> [Work required] In the data below, find each line that contains the word "None" and copy it.

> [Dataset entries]
/// Notification channels; any subset may be configured
#[derive(Debug, Clone, Default, Serialize, Deserialize)]
pub struct NotificationSettings {
    #[serde(default)]
    pub email: Option<EmailSettings>,

    #[serde(default)]
    pub whatsapp: Option<WhatsAppSettings>,

    #[serde(default)]
    pub webhook: Option<WebhookSettings>,
}

impl NotificationSettings {
    /// Whether at least one channel is configured
    pub fn any_configured(&self) -> bool {
        self.email.is_some() || self.whatsapp.is_some() || self.webhook.is_some()
    }
}

/// SMTP settings
#[derive(Debug, Clone, Serialize, Deserialize)]
pub struct EmailSettings {
    pub smtp_server: String,

    #[serde(default = "default_smtp_port")]
    pub smtp_port: u16,

    pub username: String,

    #[serde(default, skip_serializing)]
    pub password: String,

    /// Sender address; defaults to `username`
    #[serde(default)]
    pub from: Option<String>,

    /// Recipient address
    pub to: String,
}

fn default_smtp_port() -> u16 {
    587
}

/// Twilio WhatsApp settings
#[derive(Debug, Clone, Serialize, Deserialize)]
pub struct WhatsAppSettings {
    pub account_sid: String,

    #[serde(default, skip_serializing)]
    pub auth_token: String,

    /// Sender number, without the `whatsapp:` prefix
    pub from: String,

    /// Recipient number, without the `whatsapp:` prefix
    pub to: String,

    #[serde(default = "default_twilio_api_base")]
    pub api_base: String,
}

fn default_twilio_api_base() -> String {
    "https://api.twilio.com".to_string()
}

/// Generic JSON webhook
#[derive(Debug, Clone, Serialize, Deserialize)]
pub struct WebhookSettings {
    pub url: String,

    /// Sent as `Authorization: Bearer <token>` when set
    #[serde(default, skip_serializing)]
    pub bearer_token: Option<String>,
}

impl MonitorConfig {
    /// Load a configuration file, format chosen by extension
    pub fn from_file(path: &Path) -> Result<Self, ConfigError> {
        let content = std::fs::read_to_string(path).map_err(|e| ConfigError::Io {
            path: path.display().to_string(),
            message: e.to_string(),
        })?;

        let extension = path
            .extension()
            .and_then(|e| e.to_str())
            .unwrap_or("")
            .to_lowercase();

        Self::parse(&content, &extension)
    }

    /// Parse configuration text of the given format (`toml`, `yaml`, `yml`, `json`)
    pub fn parse(content: &str, format: &str) -> Result<Self, ConfigError> {
        match format {
            "toml" => Ok(toml::from_str(content)?),
            "yaml" | "yml" => {
                if content.trim().is_empty() {
                    Ok(Self::default())
                } else {
                    Ok(serde_yaml::from_str(content)?)
                }
            }
            "json" => Ok(serde_json::from_str(content)?),
            other => Err(ConfigError::Parse(format!(
                "Unsupported config format: '{}'",
                other
            ))),
        }
    }

    /// Load from an optional file, apply process environment overrides and validate
    pub fn load(path: Option<&Path>) -> Result<Self, ConfigError> {
        let mut config = match path {
            Some(p) => Self::from_file(p)?,
            None => Self::default(),
        };
        config.apply_env(|name| std::env::var(name).ok())?;
        config.validate()?;
        Ok(config)
    }

    /// Apply `SITEWATCH_*` overrides read through `lookup`
    pub fn apply_env<F>(&mut self, lookup: F) -> Result<(), ConfigError>
    where
        F: Fn(&str) -> Option<String>,
    {
        let var = |name: &str| {
            lookup(&format!("{}{}", ENV_PREFIX, name)).filter(|v| !v.trim().is_empty())
        };

        if let Some(url) = var("SITE_URL") {
            self.site_url = url;
        }
        if let Some(dir) = var("DATA_DIR") {
            self.data_dir = PathBuf::from(dir);
        }
        if let Some(dir) = var("BACKUP_DIR") {
            self.backup_dir = PathBuf::from(dir);
        }
        if let Some(v) = var("CHECK_INTERVAL_SECS") {
            self.schedule.interval_secs = parse_number("CHECK_INTERVAL_SECS", &v)?;
        }
        if let Some(v) = var("REPORT_RETENTION_DAYS") {
            self.schedule.report_retention_days = parse_number("REPORT_RETENTION_DAYS", &v)?;
        }
        if let Some(v) = var("ALERT_COOLDOWN_SECS") {
            self.alerts.cooldown_secs = parse_number("ALERT_COOLDOWN_SECS", &v)?;
        }

        if let (Some(server), Some(user), Some(to)) =
            (var("SMTP_SERVER"), var("SMTP_USER"), var("ALERT_EMAIL"))
        {
            let smtp_port = match var("SMTP_PORT") {
                Some(p) => parse_number("SMTP_PORT", &p)?,
                None => default_smtp_port(),
            };
            self.notifications.email = Some(EmailSettings {
                smtp_server: server,
                smtp_port,
                username: user,
                password: var("SMTP_PASS").unwrap_or_default(),
                from: None,
                to,
            });
        } else if let Some(email) = self.notifications.email.as_mut() {
            if let Some(pass) = var("SMTP_PASS") {
                email.password = pass;
            }
        }

        if let (Some(sid), Some(token), Some(from), Some(to)) = (
            var("TWILIO_SID"),
            var("TWILIO_AUTH_TOKEN"),
            var("TWILIO_FROM"),
            var("TWILIO_TO"),
        ) {
            self.notifications.whatsapp = Some(WhatsAppSettings {
                account_sid: sid,
                auth_token: token,
                from,
                to,
                api_base: default_twilio_api_base(),
            });
        } else if let Some(whatsapp) = self.notifications.whatsapp.as_mut() {
            if let Some(token) = var("TWILIO_AUTH_TOKEN") {
                whatsapp.auth_token = token;
            }
        }

        if let Some(url) = var("WEBHOOK_URL") {
            self.notifications.webhook = Some(WebhookSettings {
                url,
                bearer_token: var("WEBHOOK_TOKEN"),
            });
        }

        Ok(())
    }

    /// Check semantic constraints
    pub fn validate(&self) -> Result<(), ConfigError> {
        if !is_http_url(&self.site_url) {
            return Err(ConfigError::invalid(format!(
                "site_url must be an http(s) URL, got '{}'",
                self.site_url
            )));
        }
        if self.fetch.timeout_ms == 0 {
            return Err(ConfigError::invalid("fetch.timeout_ms must be greater than 0"));
        }
        if self.incidents.retention_cap == 0 {
            return Err(ConfigError::invalid(
                "incidents.retention_cap must be greater than 0",
            ));
        }
        if self.detection.max_diff_chars == 0 {
            return Err(ConfigError::invalid(
                "detection.max_diff_chars must be greater than 0",
            ));
        }
        if self.schedule.interval_secs == 0 {
            return Err(ConfigError::invalid("schedule.interval_secs must be greater than 0"));
        }

        let mut seen = HashSet::new();
        for resource in &self.resources {
            if !is_valid_resource_name(&resource.name) {
                return Err(ConfigError::invalid(format!(
                    "Invalid resource name '{}': use letters, digits, '_' or '-'",
                    resource.name
                )));
            }
            if !seen.insert(resource.name.as_str()) {
                return Err(ConfigError::invalid(format!(
                    "Duplicate resource name '{}'",
                    resource.name
                )));
            }
            if !is_http_url(&resource.url) {
                return Err(ConfigError::invalid(format!(
                    "Resource '{}' must have an http(s) URL",
                    resource.name
                )));
            }
        }

        Ok(())
    }

    /// Resources to check: the configured list, or homepage/RSS/comments feeds
    pub fn effective_resources(&self) -> Vec<ResourceConfig> {
        if !self.resources.is_empty() {
            return self.resources.clone();
        }

        let base = self.site_url.trim_end_matches('/');
        vec![
            ResourceConfig::new("homepage", self.site_url.clone()),
            ResourceConfig::new("rss", format!("{}/feed/", base)).with_extension("xml"),
            ResourceConfig::new("comments", format!("{}/comments/feed/", base))
                .with_extension("xml"),
        ]
    }

    /// Host name of the site, used for the certificate probe
    pub fn site_host(&self) -> Option<String> {
        let rest = self
            .site_url
            .strip_prefix("https://")
            .or_else(|| self.site_url.strip_prefix("http://"))?;
        let authority = rest.split(['/', '?', '#']).next()?;
        let host = authority.rsplit('@').next()?;
        let host = host.split(':').next()?;
        if host.is_empty() {
            None
        } else {
            Some(host.to_string())
        }
    }

    /// Whether the site is served over TLS
    pub fn is_https(&self) -> bool {
        self.site_url.starts_with("https://")
    }

    /// Directory saved reports are written to
    pub fn reports_dir(&self) -> PathBuf {
        self.data_dir.join("reports")
    }
}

> [Your response]
            None => Self::default(),
                None => default_smtp_port(),
                from: None,
            None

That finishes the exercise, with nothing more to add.